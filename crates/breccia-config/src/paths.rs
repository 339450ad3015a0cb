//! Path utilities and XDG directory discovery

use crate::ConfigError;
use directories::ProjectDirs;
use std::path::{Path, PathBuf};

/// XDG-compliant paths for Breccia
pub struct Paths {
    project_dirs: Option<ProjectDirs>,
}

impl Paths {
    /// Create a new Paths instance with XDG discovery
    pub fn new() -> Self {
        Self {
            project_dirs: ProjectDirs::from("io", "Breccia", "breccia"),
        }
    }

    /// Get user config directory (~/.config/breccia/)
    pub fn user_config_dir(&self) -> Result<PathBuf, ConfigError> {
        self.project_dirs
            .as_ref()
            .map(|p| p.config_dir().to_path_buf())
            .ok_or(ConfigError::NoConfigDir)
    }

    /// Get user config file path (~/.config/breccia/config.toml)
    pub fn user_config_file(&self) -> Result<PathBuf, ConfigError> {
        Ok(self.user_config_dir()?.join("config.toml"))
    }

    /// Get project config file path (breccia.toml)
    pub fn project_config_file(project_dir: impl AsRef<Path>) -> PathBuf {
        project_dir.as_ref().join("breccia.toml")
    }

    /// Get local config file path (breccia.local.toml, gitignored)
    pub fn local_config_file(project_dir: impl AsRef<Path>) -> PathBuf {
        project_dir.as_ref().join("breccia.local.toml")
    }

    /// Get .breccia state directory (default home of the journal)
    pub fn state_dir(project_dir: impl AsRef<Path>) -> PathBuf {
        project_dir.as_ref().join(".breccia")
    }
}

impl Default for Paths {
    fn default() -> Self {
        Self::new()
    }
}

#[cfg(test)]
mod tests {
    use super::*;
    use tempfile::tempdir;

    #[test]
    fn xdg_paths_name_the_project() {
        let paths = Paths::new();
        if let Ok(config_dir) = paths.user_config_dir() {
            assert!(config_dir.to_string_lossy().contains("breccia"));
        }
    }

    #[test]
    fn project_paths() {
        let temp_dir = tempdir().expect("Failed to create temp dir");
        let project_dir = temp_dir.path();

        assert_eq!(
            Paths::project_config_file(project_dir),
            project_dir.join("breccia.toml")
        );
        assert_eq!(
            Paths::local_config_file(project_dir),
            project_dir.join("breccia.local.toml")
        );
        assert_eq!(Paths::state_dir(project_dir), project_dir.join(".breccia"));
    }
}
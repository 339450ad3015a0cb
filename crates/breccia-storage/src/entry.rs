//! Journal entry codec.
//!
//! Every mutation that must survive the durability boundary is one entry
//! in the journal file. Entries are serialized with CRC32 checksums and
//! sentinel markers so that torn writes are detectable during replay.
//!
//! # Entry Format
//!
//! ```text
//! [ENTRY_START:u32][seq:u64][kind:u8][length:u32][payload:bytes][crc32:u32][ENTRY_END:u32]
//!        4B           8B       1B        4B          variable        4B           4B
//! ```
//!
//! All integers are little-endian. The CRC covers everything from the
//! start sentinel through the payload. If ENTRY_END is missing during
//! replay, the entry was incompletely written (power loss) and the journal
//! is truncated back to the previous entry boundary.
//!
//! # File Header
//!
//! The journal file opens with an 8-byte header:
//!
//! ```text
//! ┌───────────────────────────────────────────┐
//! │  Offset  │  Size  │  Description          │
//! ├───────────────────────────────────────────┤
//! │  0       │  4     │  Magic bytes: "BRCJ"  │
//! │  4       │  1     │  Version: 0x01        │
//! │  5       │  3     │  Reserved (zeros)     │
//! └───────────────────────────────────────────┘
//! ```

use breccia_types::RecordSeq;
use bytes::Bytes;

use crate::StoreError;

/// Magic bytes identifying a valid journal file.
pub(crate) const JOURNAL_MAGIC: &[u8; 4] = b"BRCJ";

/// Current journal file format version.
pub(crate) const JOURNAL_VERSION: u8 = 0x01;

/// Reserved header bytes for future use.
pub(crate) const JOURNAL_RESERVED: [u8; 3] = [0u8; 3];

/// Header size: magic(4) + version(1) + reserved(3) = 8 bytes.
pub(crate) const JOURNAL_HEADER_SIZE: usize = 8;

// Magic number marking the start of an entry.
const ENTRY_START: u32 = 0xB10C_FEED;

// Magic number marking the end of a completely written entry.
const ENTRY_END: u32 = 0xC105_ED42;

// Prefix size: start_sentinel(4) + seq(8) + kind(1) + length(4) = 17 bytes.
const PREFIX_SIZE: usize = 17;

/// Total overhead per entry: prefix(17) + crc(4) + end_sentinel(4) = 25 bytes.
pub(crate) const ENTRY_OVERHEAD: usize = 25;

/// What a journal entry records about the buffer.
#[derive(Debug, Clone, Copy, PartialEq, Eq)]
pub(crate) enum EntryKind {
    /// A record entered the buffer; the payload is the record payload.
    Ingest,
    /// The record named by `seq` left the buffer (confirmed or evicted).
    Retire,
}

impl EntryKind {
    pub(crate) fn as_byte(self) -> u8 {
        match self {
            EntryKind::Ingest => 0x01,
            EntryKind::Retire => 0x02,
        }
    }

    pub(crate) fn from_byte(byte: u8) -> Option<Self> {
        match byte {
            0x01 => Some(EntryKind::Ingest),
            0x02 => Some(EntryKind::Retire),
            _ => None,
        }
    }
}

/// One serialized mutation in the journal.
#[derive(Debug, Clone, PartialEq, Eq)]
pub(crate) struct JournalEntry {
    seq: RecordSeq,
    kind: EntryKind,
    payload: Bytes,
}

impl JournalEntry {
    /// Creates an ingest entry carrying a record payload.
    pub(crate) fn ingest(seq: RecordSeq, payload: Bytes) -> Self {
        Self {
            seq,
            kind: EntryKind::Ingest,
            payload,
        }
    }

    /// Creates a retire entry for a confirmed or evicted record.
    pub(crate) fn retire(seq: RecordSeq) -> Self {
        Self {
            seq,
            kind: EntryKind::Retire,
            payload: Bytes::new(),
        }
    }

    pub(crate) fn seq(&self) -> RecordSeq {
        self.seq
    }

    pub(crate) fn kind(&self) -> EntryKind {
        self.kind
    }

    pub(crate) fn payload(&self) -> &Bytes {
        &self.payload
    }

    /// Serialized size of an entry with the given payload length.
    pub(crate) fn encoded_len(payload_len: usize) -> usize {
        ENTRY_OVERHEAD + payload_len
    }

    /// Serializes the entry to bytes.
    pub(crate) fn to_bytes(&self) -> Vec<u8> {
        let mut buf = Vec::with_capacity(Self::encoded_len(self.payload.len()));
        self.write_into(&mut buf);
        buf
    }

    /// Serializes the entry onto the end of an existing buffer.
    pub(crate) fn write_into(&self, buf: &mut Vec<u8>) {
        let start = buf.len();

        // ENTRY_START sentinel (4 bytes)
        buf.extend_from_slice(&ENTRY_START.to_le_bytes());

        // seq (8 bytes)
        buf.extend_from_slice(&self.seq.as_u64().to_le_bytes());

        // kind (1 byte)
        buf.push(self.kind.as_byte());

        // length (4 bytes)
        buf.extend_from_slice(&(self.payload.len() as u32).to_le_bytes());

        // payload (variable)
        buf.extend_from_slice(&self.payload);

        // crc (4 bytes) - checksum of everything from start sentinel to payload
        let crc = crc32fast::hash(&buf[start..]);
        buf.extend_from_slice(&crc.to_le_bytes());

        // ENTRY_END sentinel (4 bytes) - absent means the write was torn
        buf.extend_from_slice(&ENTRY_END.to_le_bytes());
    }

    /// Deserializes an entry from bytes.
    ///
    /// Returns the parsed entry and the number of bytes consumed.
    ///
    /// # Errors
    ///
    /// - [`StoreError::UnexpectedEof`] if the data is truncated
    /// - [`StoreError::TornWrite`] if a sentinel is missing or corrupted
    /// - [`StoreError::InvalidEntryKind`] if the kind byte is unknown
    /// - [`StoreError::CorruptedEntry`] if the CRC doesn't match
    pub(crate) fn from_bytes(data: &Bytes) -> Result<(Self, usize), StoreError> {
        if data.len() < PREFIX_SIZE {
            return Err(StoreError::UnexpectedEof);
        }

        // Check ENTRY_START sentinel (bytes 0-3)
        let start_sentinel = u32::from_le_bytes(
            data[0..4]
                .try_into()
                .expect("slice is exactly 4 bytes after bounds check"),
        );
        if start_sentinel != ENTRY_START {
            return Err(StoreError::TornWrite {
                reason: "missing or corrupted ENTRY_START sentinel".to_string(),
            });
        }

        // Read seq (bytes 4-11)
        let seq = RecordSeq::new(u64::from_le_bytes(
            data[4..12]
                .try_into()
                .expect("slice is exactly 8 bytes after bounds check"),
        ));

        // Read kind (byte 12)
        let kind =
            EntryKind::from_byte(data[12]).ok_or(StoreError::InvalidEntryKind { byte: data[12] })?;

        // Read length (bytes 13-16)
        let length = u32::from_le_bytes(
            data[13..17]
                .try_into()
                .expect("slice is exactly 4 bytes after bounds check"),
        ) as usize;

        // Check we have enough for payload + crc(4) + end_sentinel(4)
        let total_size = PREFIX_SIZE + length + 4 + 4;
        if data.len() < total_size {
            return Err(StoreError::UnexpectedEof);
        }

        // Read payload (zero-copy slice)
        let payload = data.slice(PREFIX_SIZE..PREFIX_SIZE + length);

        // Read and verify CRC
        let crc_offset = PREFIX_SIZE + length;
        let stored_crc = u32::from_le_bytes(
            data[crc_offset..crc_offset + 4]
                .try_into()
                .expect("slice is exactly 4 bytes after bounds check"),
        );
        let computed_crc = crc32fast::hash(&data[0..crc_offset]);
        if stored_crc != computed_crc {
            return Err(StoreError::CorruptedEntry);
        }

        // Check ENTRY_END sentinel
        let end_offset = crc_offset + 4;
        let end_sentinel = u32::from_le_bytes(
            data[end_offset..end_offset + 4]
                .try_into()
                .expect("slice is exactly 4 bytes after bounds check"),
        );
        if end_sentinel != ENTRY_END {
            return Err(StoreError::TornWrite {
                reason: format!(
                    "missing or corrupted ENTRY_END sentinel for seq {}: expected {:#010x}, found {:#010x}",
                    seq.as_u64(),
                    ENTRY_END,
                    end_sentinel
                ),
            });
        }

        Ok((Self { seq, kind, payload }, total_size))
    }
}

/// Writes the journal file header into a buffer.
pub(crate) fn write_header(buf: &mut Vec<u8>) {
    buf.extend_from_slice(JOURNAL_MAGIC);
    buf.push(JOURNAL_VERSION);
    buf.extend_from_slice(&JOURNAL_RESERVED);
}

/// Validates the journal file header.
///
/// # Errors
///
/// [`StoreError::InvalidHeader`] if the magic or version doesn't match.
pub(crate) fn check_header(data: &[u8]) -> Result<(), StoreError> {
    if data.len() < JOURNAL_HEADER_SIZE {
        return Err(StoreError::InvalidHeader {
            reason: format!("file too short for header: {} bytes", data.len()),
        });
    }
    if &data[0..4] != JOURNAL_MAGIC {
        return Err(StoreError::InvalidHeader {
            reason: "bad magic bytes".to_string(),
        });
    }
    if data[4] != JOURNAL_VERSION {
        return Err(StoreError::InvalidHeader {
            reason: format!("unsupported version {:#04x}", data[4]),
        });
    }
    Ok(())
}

• _WHAT THE TASK REQUIRES_
What lines of the material above include "evicted"? Copy each one.

• _WRITTEN SOLUTION_
    /// The record named by `seq` left the buffer (confirmed or evicted).
    /// Creates a retire entry for a confirmed or evicted record.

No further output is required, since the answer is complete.